I was born and raised in New Jersey. Growing up in the shadow of New York City was like having a ringside seat to history in the making. From ticker tape parades honoring astronauts to mounting the endless swirl of steps to the Crown of the Statue of Liberty[1], my dad made sure I missed nothing. He also made me study for each event and pass a test before I could attend. Cruelty? No. It gave me a thirst to know the backstory and understand the why. Not bad lessons for a future mystery writer.
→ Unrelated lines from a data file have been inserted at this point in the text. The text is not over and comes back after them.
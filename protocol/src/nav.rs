//! # NAV History
//!
//! A fixed-capacity ring buffer of NAV-per-share samples. The strategy
//! consults it to detect sustained NAV decay ("is today worse than 30, 60
//! and 90 samples ago?") and pause risky rebalances.
//!
//! ## Layout
//!
//! ```text
//!   slots: [ s0 | s1 | s2 | ... | s90 ]      exactly 91 slots, never grows
//!                   ^
//!                   current_index            most recent sample
//!   len                                      samples written, capped at 91
//!   last_finalized_timestamp                 gate for the next insert
//! ```
//!
//! Insertion writes the slot after `current_index` (mod 91) and is only
//! accepted for a strictly newer timestamp, so the buffer is ordered by
//! construction. A stale or duplicate timestamp leaves the state untouched.

use serde::{Deserialize, Serialize};
use thiserror::Error;

use crate::config::{MAX_NAV_TIMESTAMP, MAX_NAV_TRACKING};
use crate::error::{Classify, ErrorKind};

// ---------------------------------------------------------------------------
// Errors
// ---------------------------------------------------------------------------

/// Errors raised by NAV history operations.
#[derive(Debug, Error, Clone, PartialEq, Eq)]
pub enum NavError {
    /// The timestamp does not fit the 40-bit storage width.
    #[error("nav timestamp {0} exceeds 40-bit range")]
    TimestampOutOfRange(u64),

    /// A persisted history does not have the fixed ring shape.
    #[error("malformed nav history: {0}")]
    MalformedLayout(String),
}

impl Classify for NavError {
    fn kind(&self) -> ErrorKind {
        ErrorKind::Validation
    }
}

// ---------------------------------------------------------------------------
// NavSnapshot
// ---------------------------------------------------------------------------

/// One NAV-per-share sample.
#[derive(Clone, Copy, Debug, Default, PartialEq, Eq, Serialize, Deserialize)]
pub struct NavSnapshot {
    /// Epoch seconds, at most 40 bits wide.
    pub timestamp: u64,
    /// NAV per share, WAD-scaled.
    pub nav_per_share: u128,
}

// ---------------------------------------------------------------------------
// NavHistory
// ---------------------------------------------------------------------------

/// Ring buffer of the last [`MAX_NAV_TRACKING`] accepted samples.
#[derive(Clone, Debug, PartialEq, Eq, Serialize, Deserialize)]
#[serde(try_from = "RawNavHistory")]
pub struct NavHistory {
    len: usize,
    current_index: usize,
    last_finalized_timestamp: u64,
    slots: Vec<NavSnapshot>,
}

impl NavHistory {
    /// Creates an empty history with all slots zeroed.
    pub fn new() -> Self {
        Self {
            len: 0,
            current_index: 0,
            last_finalized_timestamp: 0,
            slots: vec![NavSnapshot::default(); MAX_NAV_TRACKING],
        }
    }

    /// Records a sample.
    ///
    /// Returns `Ok(false)` without touching any state unless `timestamp` is
    /// strictly greater than [`last_finalized_timestamp`](Self::last_finalized_timestamp).
    ///
    /// # Errors
    ///
    /// Returns [`NavError::TimestampOutOfRange`] if `timestamp` does not fit
    /// in 40 bits.
    pub fn insert(&mut self, nav_per_share: u128, timestamp: u64) -> Result<bool, NavError> {
        if timestamp > MAX_NAV_TIMESTAMP {
            return Err(NavError::TimestampOutOfRange(timestamp));
        }
        if timestamp <= self.last_finalized_timestamp {
            tracing::debug!(
                timestamp,
                last = self.last_finalized_timestamp,
                "stale nav sample ignored"
            );
            return Ok(false);
        }

        let next = (self.current_index + 1) % MAX_NAV_TRACKING;
        self.slots[next] = NavSnapshot {
            timestamp,
            nav_per_share,
        };
        self.current_index = next;
        self.last_finalized_timestamp = timestamp;
        if self.len < MAX_NAV_TRACKING {
            self.len += 1;
        }
        Ok(true)
    }

    /// NAV per share recorded `n` samples before the most recent one.
    ///
    /// `get_days_ago(0)` is the latest sample. Returns `None` when fewer than
    /// `n + 1` samples have been recorded.
    pub fn get_days_ago(&self, n: usize) -> Option<u128> {
        if n >= self.len {
            return None;
        }
        let index = (self.current_index + MAX_NAV_TRACKING - n) % MAX_NAV_TRACKING;
        Some(self.slots[index].nav_per_share)
    }

    /// The most recent sample, if any.
    pub fn latest(&self) -> Option<NavSnapshot> {
        if self.len == 0 {
            None
        } else {
            Some(self.slots[self.current_index])
        }
    }

    /// Raw slot access, `None` past capacity.
    pub fn slot(&self, index: usize) -> Option<&NavSnapshot> {
        self.slots.get(index)
    }

    /// Number of samples held, at most [`MAX_NAV_TRACKING`].
    pub fn len(&self) -> usize {
        self.len
    }

    /// Returns `true` before the first accepted insert.
    pub fn is_empty(&self) -> bool {
        self.len == 0
    }

    /// Slot holding the most recent sample.
    pub fn current_index(&self) -> usize {
        self.current_index
    }

    /// Timestamp of the most recent accepted sample (0 when empty).
    pub fn last_finalized_timestamp(&self) -> u64 {
        self.last_finalized_timestamp
    }
}

impl Default for NavHistory {
    fn default() -> Self {
        Self::new()
    }
}

/// Unvalidated persisted shape. Converted through `TryFrom` so a snapshot
/// that breaks the ring invariants never becomes a live [`NavHistory`].
#[derive(Deserialize)]
struct RawNavHistory {
    len: usize,
    current_index: usize,
    last_finalized_timestamp: u64,
    slots: Vec<NavSnapshot>,
}

impl TryFrom<RawNavHistory> for NavHistory {
    type Error = NavError;

    fn try_from(raw: RawNavHistory) -> Result<Self, Self::Error> {
        if raw.slots.len() != MAX_NAV_TRACKING {
            return Err(NavError::MalformedLayout(format!(
                "expected {} slots, found {}",
                MAX_NAV_TRACKING,
                raw.slots.len()
            )));
        }
        if raw.len > MAX_NAV_TRACKING || raw.current_index >= MAX_NAV_TRACKING {
            return Err(NavError::MalformedLayout(format!(
                "len {} / current_index {} out of range",
                raw.len, raw.current_index
            )));
        }
        if raw.last_finalized_timestamp > MAX_NAV_TIMESTAMP {
            return Err(NavError::TimestampOutOfRange(raw.last_finalized_timestamp));
        }
        Ok(Self {
            len: raw.len,
            current_index: raw.current_index,
            last_finalized_timestamp: raw.last_finalized_timestamp,
            slots: raw.slots,
        })
    }
}

// ---------------------------------------------------------------------------
// Tests
// ---------------------------------------------------------------------------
The skills taught to a child flowed over into the adult. In 2005, my husband and I moved from the steamy, tropical, hurricane prone east coast of Florida to the Crown of Maine. He’d been a rocket scientist and his involvement with various missile programs had brought him to Limestone from time to time. He loved the area and wanted to return. I’d been to Maine as a nine-year-old camper. Don’t remember the name of the camp, but I remember the rocky shores and cold, cold water. I was also ready to leave my paralegal career behind and try my hand at becoming a full-time writer. If only it were that easy.
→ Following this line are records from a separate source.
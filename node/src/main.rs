// Copyright (c) 2026 ALAS Technology. MIT License.
// See LICENSE for details.

//! # Autopool Operator Node
//!
//! Entry point for the `autopool-node` binary. Loads settings, initializes
//! logging and dispatches one subcommand:
//!
//! - `init`: write a fresh vault snapshot
//! - `inspect`: summarize a snapshot
//! - `verify`: check a proposed rebalance against a snapshot
//! - `price`: spot or safe-price inputs for a pool snapshot
//! - `metrics`: Prometheus text for a snapshot
//! - `version`: print build version information

mod cli;
mod logging;
mod metrics;
mod settings;

use anyhow::{bail, Context, Result};
use clap::Parser;
use serde::{Deserialize, Serialize};
use std::path::Path;

use autopool_contracts::{Autopool, SummaryStats};
use autopool_protocol::config::{LAYOUT_VERSION, WAD, WAD_DECIMALS};
use autopool_protocol::ledger::{LedgerConfig, RebalanceParams, ShutdownStatus};
use autopool_protocol::pricing::{
    get_safe_spot_price_info, get_spot_price, LiquidityPool, Pool, ReserveItemInfo,
};
use autopool_protocol::Address;

use cli::{AutopoolNodeCli, Commands};
use logging::LogFormat;
use metrics::VaultMetrics;
use settings::NodeSettings;

fn main() -> Result<()> {
    let cli = AutopoolNodeCli::parse();
    let settings = NodeSettings::load(cli.config.as_deref())?;

    let format = cli
        .log_format
        .as_deref()
        .map(LogFormat::from_str_lossy)
        .unwrap_or(settings.log.format);
    logging::init_logging(&settings.log.level, format);

    match cli.command {
        Commands::Init(args) => init_vault(args, &settings),
        Commands::Inspect(args) => inspect(args),
        Commands::Verify(args) => verify(args),
        Commands::Price(args) => price(args),
        Commands::Metrics(args) => render_metrics(args, &settings),
        Commands::Version => {
            print_version();
            Ok(())
        }
    }
}

// ---------------------------------------------------------------------------
// Commands
// ---------------------------------------------------------------------------

/// Creates an empty vault with the configured strategy and writes it out.
fn init_vault(args: cli::InitArgs, settings: &NodeSettings) -> Result<()> {
    if args.output.exists() && !args.force {
        bail!(
            "{} already exists, pass --force to overwrite",
            args.output.display()
        );
    }

    let mut vault = Autopool::new(
        LedgerConfig {
            vault: args.vault,
            base_asset: args.base_asset,
        },
        settings.strategy.clone(),
    )
    .context("failed to create vault")?;
    if !args.destinations.is_empty() {
        vault
            .ledger_mut()
            .add_destinations(&args.destinations)
            .context("failed to register destinations")?;
    }
    vault.drain_events();
    write_snapshot(&vault, &args.output)?;

    tracing::info!(
        vault = %args.vault,
        destinations = args.destinations.len(),
        path = %args.output.display(),
        "vault snapshot written"
    );
    println!("Vault initialized.");
    println!("  Vault       : {}", args.vault);
    println!("  Base asset  : {}", args.base_asset);
    println!("  Destinations: {}", args.destinations.len());
    println!("  Snapshot    : {}", args.output.display());
    Ok(())
}

fn inspect(args: cli::InspectArgs) -> Result<()> {
    let vault = read_snapshot(&args.snapshot)?;
    let summary = VaultSummary::from_vault(&vault, unix_now()?)?;
    if args.json {
        println!("{}", serde_json::to_string_pretty(&summary)?);
    } else {
        print!("{}", summary.render());
    }
    Ok(())
}

/// Input of the `verify` subcommand.
#[derive(Debug, Deserialize)]
struct RebalanceRequest {
    params: RebalanceParams,
    in_stats: SummaryStats,
    out_stats: SummaryStats,
}

fn verify(args: cli::VerifyArgs) -> Result<()> {
    let vault = read_snapshot(&args.snapshot)?;
    let request: RebalanceRequest = read_json(&args.request)?;
    let now = match args.now {
        Some(now) => now,
        None => unix_now()?,
    };

    let verdict = vault.verify_rebalance(&request.params, &request.in_stats, &request.out_stats, now);
    println!("{}", serde_json::to_string_pretty(&verdict)?);
    match verdict.reason {
        None => Ok(()),
        Some(reason) => bail!("rebalance rejected: {reason}"),
    }
}

#[derive(Debug, Serialize)]
struct SpotPrice {
    token: Address,
    quote: Address,
    price: u128,
    price_decimal: String,
}

#[derive(Debug, Serialize)]
struct SafePriceInputs {
    pool: Address,
    total_supply: u128,
    reserves: Vec<ReserveItemInfo>,
}

fn price(args: cli::PriceArgs) -> Result<()> {
    let pool: Pool = read_json(&args.pool)?;

    if args.safe {
        let (total_supply, reserves) = get_safe_spot_price_info(&pool, pool.address(), args.quote)
            .context("failed to collect safe-price inputs")?;
        let out = SafePriceInputs {
            pool: pool.address(),
            total_supply,
            reserves,
        };
        println!("{}", serde_json::to_string_pretty(&out)?);
        return Ok(());
    }

    let Some(token) = args.token else {
        bail!("--token is required without --safe");
    };
    let (price, quote) =
        get_spot_price(token, &pool, args.quote).context("failed to price token")?;
    let out = SpotPrice {
        token,
        quote,
        price,
        price_decimal: format_wad(price),
    };
    println!("{}", serde_json::to_string_pretty(&out)?);
    Ok(())
}

fn render_metrics(args: cli::MetricsArgs, settings: &NodeSettings) -> Result<()> {
    let vault = read_snapshot(&args.snapshot)?;
    let now = match args.now {
        Some(now) => now,
        None => unix_now()?,
    };
    let metrics =
        VaultMetrics::new(&settings.metrics.namespace).context("failed to create metrics")?;
    metrics.observe(&vault, now)?;
    print!("{}", metrics.encode()?);
    Ok(())
}

fn print_version() {
    println!("autopool-node {}", env!("CARGO_PKG_VERSION"));
    println!("layout        v{}", LAYOUT_VERSION);
    println!("rustc         {}", option_env!("RUSTC_VERSION").unwrap_or("unknown"));
}

// ---------------------------------------------------------------------------
// Snapshot summary
// ---------------------------------------------------------------------------

#[derive(Debug, Serialize)]
struct DestinationSummary {
    address: Address,
    status: ShutdownStatus,
    internal_debt_amount: u128,
    external_debt_amount: u128,
    last_reported_value: u128,
    last_report: Option<String>,
}

#[derive(Debug, Serialize)]
struct VaultSummary {
    vault: Address,
    base_asset: Address,
    status: ShutdownStatus,
    total_idle: u128,
    total_debt: u128,
    total_assets: u128,
    total_supply: u128,
    nav_per_share: String,
    nav_samples: usize,
    last_nav_sample: Option<String>,
    rebalance_paused: bool,
    withdrawal_queue: Vec<Address>,
    removal_queue: Vec<Address>,
    destinations: Vec<DestinationSummary>,
}

impl VaultSummary {
    fn from_vault(vault: &Autopool, now: u64) -> Result<Self> {
        let ledger = vault.ledger();
        let strategy = vault.strategy();

        let destinations = ledger
            .registered_destinations()
            .map(|&address| {
                let info = ledger.destination_info(&address).copied().unwrap_or_default();
                DestinationSummary {
                    address,
                    status: ledger.destination_status(&address),
                    internal_debt_amount: info.internal_debt_amount,
                    external_debt_amount: info.external_debt_amount,
                    last_reported_value: info.last_reported_value,
                    last_report: (info.last_report_timestamp > 0)
                        .then(|| format_timestamp(info.last_report_timestamp)),
                }
            })
            .collect();

        Ok(Self {
            vault: ledger.config().vault,
            base_asset: ledger.config().base_asset,
            status: ledger.status(),
            total_idle: ledger.total_idle(),
            total_debt: ledger.total_debt(),
            total_assets: ledger.total_assets()?,
            total_supply: ledger.total_supply(),
            nav_per_share: format_wad(ledger.nav_per_share()?),
            nav_samples: strategy.nav_history().len(),
            last_nav_sample: strategy
                .nav_history()
                .latest()
                .map(|s| format_timestamp(s.timestamp)),
            rebalance_paused: strategy.is_paused(now),
            withdrawal_queue: ledger.withdrawal_queue().as_slice().to_vec(),
            removal_queue: ledger.removal_queue().iter().copied().collect(),
            destinations,
        })
    }

    fn render(&self) -> String {
        let mut out = String::new();
        let mut line = |s: String| {
            out.push_str(&s);
            out.push('\n');
        };
        line(format!("Vault          : {} ({})", self.vault, self.status));
        line(format!("Base asset     : {}", self.base_asset));
        line(format!("Idle           : {}", self.total_idle));
        line(format!("Debt           : {}", self.total_debt));
        line(format!("Total assets   : {}", self.total_assets));
        line(format!("Total supply   : {}", self.total_supply));
        line(format!("NAV per share  : {}", self.nav_per_share));
        line(format!(
            "NAV samples    : {} (last {})",
            self.nav_samples,
            self.last_nav_sample.as_deref().unwrap_or("never")
        ));
        line(format!("Paused         : {}", self.rebalance_paused));
        line(format!("Withdrawal queue ({}):", self.withdrawal_queue.len()));
        for (i, address) in self.withdrawal_queue.iter().enumerate() {
            line(format!("  {i:>3}. {address}"));
        }
        if !self.removal_queue.is_empty() {
            line(format!("Pending removal ({}):", self.removal_queue.len()));
            for address in &self.removal_queue {
                line(format!("       {address}"));
            }
        }
        line(format!("Destinations ({}):", self.destinations.len()));
        for d in &self.destinations {
            line(format!(
                "  {} [{}] value={} internal={} external={} reported={}",
                d.address,
                d.status,
                d.last_reported_value,
                d.internal_debt_amount,
                d.external_debt_amount,
                d.last_report.as_deref().unwrap_or("never"),
            ));
        }
        out
    }
}

// ---------------------------------------------------------------------------
// Helpers
// ---------------------------------------------------------------------------

fn read_json<T: serde::de::DeserializeOwned>(path: &Path) -> Result<T> {
    let text = std::fs::read_to_string(path)
        .with_context(|| format!("failed to read {}", path.display()))?;
    serde_json::from_str(&text).with_context(|| format!("failed to parse {}", path.display()))
}

fn read_snapshot(path: &Path) -> Result<Autopool> {
    let text = std::fs::read_to_string(path)
        .with_context(|| format!("failed to read {}", path.display()))?;
    Autopool::from_json(&text).with_context(|| format!("failed to load {}", path.display()))
}

fn write_snapshot(vault: &Autopool, path: &Path) -> Result<()> {
    let json = vault.to_json().context("failed to serialize vault")?;
    std::fs::write(path, json).with_context(|| format!("failed to write {}", path.display()))
}

fn unix_now() -> Result<u64> {
    u64::try_from(chrono::Utc::now().timestamp()).context("system clock before 1970")
}

/// Renders a WAD-scaled value as a decimal string.
fn format_wad(value: u128) -> String {
    let whole = value / WAD;
    let frac = value % WAD;
    format!("{whole}.{frac:0width$}", width = WAD_DECIMALS as usize)
}

fn format_timestamp(secs: u64) -> String {
    i64::try_from(secs)
        .ok()
        .and_then(|s| chrono::DateTime::from_timestamp(s, 0))
        .map_or_else(|| secs.to_string(), |t| t.to_rfc3339())
}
I set my first books in South Florida and the Florida Keys. Write what you know. It wasn’t until last year that I became comfortable setting anything more than a short story in the County. Short stories, by their very nature, require pinpoint precision. They are a moment in time, not an epic procession. Novels are a very different breed of cat. One that I’m not comfortable writing unless I can crawl into the story, pull it over my head, and experience it through the eyes of my protagonist. In short, a novel requires knee jerk knowledge. Part of that comes from a sense of history.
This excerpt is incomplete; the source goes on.